Before I got pregnant I thought I had a loose idea of what pregnancy would be like for me, decisions I’d make, expectations I’d have, how I’d take to it and get through the 40(ish) weeks. But I have to say, there’s been several moments, feelings and parts of the process that have surprised me and have prepared me to let go of any future expectations and just go with the flow.
Firstly, I thought that the minute the stick developed positive I would want to shout it out from the rooftops and call everyone, but no, I felt very private about keeping the news to ourselves and even though I knew how excited my friends and family would be for us, we held it in right up until 12 – 14 weeks when we finally felt ready to share. Still I was not shouting from the rooftops, I was hesitant, nervous and mostly preferred my husband be the one to tell people. Why? I think my protective instincts kicked in and I just felt like I wanted to contain the energy of me and baby to a very precious place, and just do my best to make sure everything was okay before everyone getting excited for us. It also really strengthened the bond between my husband and I, going through the first 12 weeks just the two of us and having a secret and sacred life that we were already both so in love with.
Next, I thought FOR SURE as soon as we get the chance to find out gender I would be so eager to know so that I could start planning nursery color scheme, names, buying suitable clothing, planning the future Little Miss or Little Mr and throwing an epic gender reveal party… but, when the chromosome blood test results came back and our OB asked if we wanted to know the babies’ gender there was something inside me that held back and I realized I actually felt very content with waiting to meet our baby to find out. Again at the anatomy scan the ultra-sound tech asked if we would want to know but it just didn’t feel right. It felt like I’d be opening all my Christmas presents before Dec 25th and knowing what all my gifts were already. Something about the suspense and uncertainty is so rare in today’s instant world that makes it really exciting to wait for the surprise on the day, and not having any pre-conceived notion of what our little life looks like or what gender it will be, until we get to meet our little creation and it can be the first to tell us! Plus, the thought of my husband greeting the baby fresh out the womb and telling me what we’ve made together as he passes bubs up to me for a cuds would be soooooooo worth the wait!!
The third thing, during the first trimester, I thought I would eat as healthy as I usually do, keep to my good ole health habits and breeze through with no fatigue or morning sickness. But nope, my usual green juice in the morning nearly made me vom by week 5 and I have definitely not been able to stomach it in the following weeks. My kale salads and avocado toasts were soon replaced by hearty sausages, bacon, beans and toast (a good ole British fry-up) and my cravings for endless potatoes meant I was binging them mashed, roasted or french fried; mainly the latter. The first trimester was all about survival through the sickness phases and giving my stomach whatever wouldn’t make it churn; if it was gluten, so be it, sugar, give me more, and if fruit/vegetables had to take a back seat, then crack out the tortilla chips.

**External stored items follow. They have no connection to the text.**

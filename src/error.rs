//! Error types shared across the silent-token core.

// self
use crate::_prelude::*;

/// Crate-wide result type alias returning [`Error`] by default.
pub type Result<T, E = Error> = std::result::Result<T, E>;

/// Boxed transport-layer error carried by [`Error::Network`].
pub type BoxError = Box<dyn std::error::Error + Send + Sync>;

/// Canonical error exposed by public APIs.
///
/// Exchange and codec failures propagate to the caller unchanged; the client performs no
/// retries of its own.
#[derive(Debug, ThisError)]
pub enum Error {
	/// A compact token string could not be decoded into header + claims.
	#[error(transparent)]
	MalformedToken(#[from] MalformedTokenError),
	/// The ID token nonce differs from the one issued for the flow. Security-relevant; the
	/// flow state is discarded and nothing is cached.
	#[error("ID token nonce does not match the nonce issued for this flow.")]
	NonceMismatch,
	/// The redirect's `state` parameter differs from the one issued for the flow.
	#[error("Authorization state does not match the state issued for this flow.")]
	StateMismatch,
	/// Token endpoint answered with a non-success HTTP status.
	#[error("Token endpoint returned HTTP {status}: {body}.")]
	TokenEndpoint {
		/// HTTP status code.
		status: u16,
		/// Raw response body, surfaced as-is for diagnostics.
		body: String,
	},
	/// Token endpoint returned a 2xx response whose body is not a valid token set.
	#[error("Token endpoint returned a malformed token set.")]
	TokenResponseParse {
		/// Structured parsing failure.
		#[source]
		source: serde_path_to_error::Error<serde_json::Error>,
	},
	/// Transport failure (DNS, TCP, TLS). Retry policy is the caller's responsibility.
	#[error("Network error occurred while calling the token endpoint.")]
	Network {
		/// Transport-specific network error.
		#[source]
		source: BoxError,
	},
	/// Caller-initiated abort or expired caller-supplied deadline; no cache state was mutated.
	#[error("Token request was cancelled before completing.")]
	Cancelled,
	/// No usable refresh token is cached for the requested audience/scope; the caller must
	/// fall back to an interactive authorization flow.
	#[error("No refresh token is available; an interactive login is required.")]
	LoginRequired,
	/// A returned token names an issuer other than the configured one.
	#[error("Token issuer `{found}` does not match the configured issuer `{expected}`.")]
	IssuerMismatch {
		/// Issuer the client was configured with.
		expected: String,
		/// Issuer claimed by the token.
		found: String,
	},
	/// A returned token's audience list does not include the expected audience.
	#[error("Token audience does not include `{expected}`.")]
	AudienceMismatch {
		/// Audience the token was requested for.
		expected: String,
	},

	/// Storage-layer failure.
	#[error("{0}")]
	Storage(#[from] crate::cache::CacheError),
	/// Local configuration problem.
	#[error(transparent)]
	Config(#[from] ConfigError),
}
impl Error {
	/// Wraps a transport-specific network error.
	pub fn network(src: impl 'static + Send + Sync + StdError) -> Self {
		Self::Network { source: Box::new(src) }
	}
}

/// Decode failures for compact signed-token strings.
///
/// Fatal for the affected token only; other cache entries are never touched.
#[derive(Debug, ThisError)]
pub enum MalformedTokenError {
	/// The string does not have the `header.payload.signature` shape.
	#[error("Compact token must have exactly 3 segments, found {found}.")]
	SegmentCount {
		/// Number of dot-separated segments observed.
		found: usize,
	},
	/// A segment is not valid base64url.
	#[error("Token {segment} segment is not valid base64url.")]
	Base64 {
		/// Which segment failed (`header` or `payload`).
		segment: &'static str,
		/// Underlying decode failure.
		#[source]
		source: base64::DecodeError,
	},
	/// A segment decoded but did not parse as a claim mapping.
	#[error("Token {segment} segment is not a valid claim mapping.")]
	Json {
		/// Which segment failed (`header` or `payload`).
		segment: &'static str,
		/// Structured parsing failure.
		#[source]
		source: serde_path_to_error::Error<serde_json::Error>,
	},
}

/// Configuration and validation failures raised while constructing a client.
#[derive(Debug, ThisError)]
pub enum ConfigError {
	/// Client identifier was empty or whitespace.
	#[error("Client id cannot be empty.")]
	EmptyClientId,
	/// A required configuration field was never supplied to the builder.
	#[error("Missing required configuration field `{field}`.")]
	MissingField {
		/// Builder field name.
		field: &'static str,
	},
	/// Configured scopes cannot be normalized.
	#[error("Configured scopes are invalid.")]
	InvalidScope(#[from] crate::auth::ScopeValidationError),
}

#[cfg(test)]
mod tests {
	// self
	use super::*;
	use crate::cache::CacheError;

	#[test]
	fn store_error_converts_with_source() {
		let cache_error = CacheError::Backend { message: "storage unreachable".into() };
		let error: Error = cache_error.clone().into();

		assert!(matches!(error, Error::Storage(_)));
		assert!(error.to_string().contains("storage unreachable"));

		let source = StdError::source(&error)
			.expect("Wrapped error should expose the cache error as its source.");

		assert_eq!(source.to_string(), cache_error.to_string());
	}

	#[test]
	fn token_endpoint_error_carries_status_and_body() {
		let error = Error::TokenEndpoint { status: 400, body: "{\"error\":\"invalid_grant\"}".into() };

		assert!(error.to_string().contains("400"));
		assert!(error.to_string().contains("invalid_grant"));
	}
}
//! High-level token client: silent acquisition, authorization-code helpers, logout.

pub mod authorize;
pub mod options;
pub mod silent;

mod metrics;

pub use authorize::*;
pub use metrics::SilentMetrics;
pub use options::*;

// self
use crate::{
	_prelude::*,
	cache::{CacheBackend, TokenStore},
	config::ClientConfig,
	exchange::{ExchangeClient, TokenTransport},
	query::{QueryValue, create_query_string},
};
#[cfg(feature = "reqwest")]
use crate::exchange::ReqwestTransport;

/// Singleflight registry key: one guard per (audience, normalized scope) pair.
#[derive(Clone, Debug, PartialEq, Eq, Hash)]
struct FlightKey {
	audience: String,
	scope: String,
}

/// Coordinates silent token acquisition against a single issuer.
///
/// The client owns the configuration, token store, and exchange client so flow
/// implementations can focus on the decision pipeline (cache read, refresh exchange,
/// write-back). Requests for distinct (audience, scope) pairs never block each other.
pub struct Client {
	/// Immutable client configuration.
	pub config: ClientConfig,
	/// Typed token store over the injected backend.
	pub store: TokenStore,
	/// Token endpoint client.
	pub exchange: ExchangeClient,
	/// Shared metrics recorder for silent flow outcomes.
	pub silent_metrics: Arc<SilentMetrics>,
	flight_guards: Mutex<HashMap<FlightKey, Arc<AsyncMutex<()>>>>,
}
impl Client {
	/// Creates a client that reuses the caller-provided transport.
	pub fn with_transport(
		config: ClientConfig,
		backend: Arc<dyn CacheBackend>,
		transport: Arc<dyn TokenTransport>,
	) -> Self {
		let exchange =
			ExchangeClient::new(transport, config.token_endpoint.clone(), &config.client_id);

		Self {
			config,
			store: TokenStore::new(backend),
			exchange,
			silent_metrics: Default::default(),
			flight_guards: Default::default(),
		}
	}

	/// Builds the end-session URL, optionally carrying a post-logout return target.
	pub fn logout_url(&self, return_to: Option<&str>) -> Url {
		let mut url = self.config.logout_endpoint.clone();
		let query =
			create_query_string([("return_to", return_to.map(QueryValue::from))]);

		if query.is_empty() {
			url.set_query(None);
		} else {
			url.set_query(Some(&query));
		}

		url
	}

	/// Returns (and creates on demand) the singleflight guard for a flight key.
	pub(crate) fn flight_guard(&self, audience: &str, scope: &str) -> Arc<AsyncMutex<()>> {
		let key = FlightKey { audience: audience.to_owned(), scope: scope.to_owned() };
		let mut guards = self.flight_guards.lock();

		guards.entry(key).or_insert_with(|| Arc::new(AsyncMutex::new(()))).clone()
	}
}
#[cfg(feature = "reqwest")]
impl Client {
	/// Creates a new client over the crate's default reqwest transport.
	pub fn new(config: ClientConfig, backend: Arc<dyn CacheBackend>) -> Self {
		Self::with_transport(config, backend, Arc::new(ReqwestTransport::default()))
	}
}
impl Debug for Client {
	fn fmt(&self, f: &mut Formatter) -> FmtResult {
		f.debug_struct("Client").field("config", &self.config).finish_non_exhaustive()
	}
}
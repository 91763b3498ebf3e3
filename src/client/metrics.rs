// std
use std::sync::atomic::{AtomicU64, Ordering};

/// Thread-safe counters for silent acquisition attempts.
#[derive(Debug, Default)]
pub struct SilentMetrics {
	attempts: AtomicU64,
	cache_hits: AtomicU64,
	exchanges: AtomicU64,
	failures: AtomicU64,
}
impl SilentMetrics {
	/// Returns the total number of silent acquisition attempts.
	pub fn attempts(&self) -> u64 {
		self.attempts.load(Ordering::Relaxed)
	}

	/// Returns the number of requests served straight from cache.
	pub fn cache_hits(&self) -> u64 {
		self.cache_hits.load(Ordering::Relaxed)
	}

	/// Returns the number of refresh exchanges performed.
	pub fn exchanges(&self) -> u64 {
		self.exchanges.load(Ordering::Relaxed)
	}

	/// Returns the number of failed silent acquisitions.
	pub fn failures(&self) -> u64 {
		self.failures.load(Ordering::Relaxed)
	}

	pub(crate) fn record_attempt(&self) {
		self.attempts.fetch_add(1, Ordering::Relaxed);
	}

	pub(crate) fn record_cache_hit(&self) {
		self.cache_hits.fetch_add(1, Ordering::Relaxed);
	}

	pub(crate) fn record_exchange(&self) {
		self.exchanges.fetch_add(1, Ordering::Relaxed);
	}

	pub(crate) fn record_failure(&self) {
		self.failures.fetch_add(1, Ordering::Relaxed);
	}
}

I guess I also surprised myself with my own strength already, I am usually a bit of a wimp when it comes to feeling unwell or uncomfortable. However, even though some days have been worse than others, I’ve got through them with a positive mindset and tried to find the comfort in the discomfort and realize I’m much stronger than I think. And I have definitely been appreciating the good days, especially the miracle happening inside me. I’m toughening up cuz I’m pretty sure I’m going to need all this newfound strength when baby is ready to be birthed!
I guess expectations have to disappear during pregnancy as we tune into our bodies and do whatever feels right in the moment. Sometimes that means we surprise ourselves with our choices, or sometimes means we have to lower our standards and accept what is. I know that during this second trimester I am trying to make the most of the days where I have lots of energy, but not every day is like that, so I’m open and flexible to go with the flow and change plans if necessary or sit out when I need to. The most important thing is listening to your instincts because mother nature sure knows best!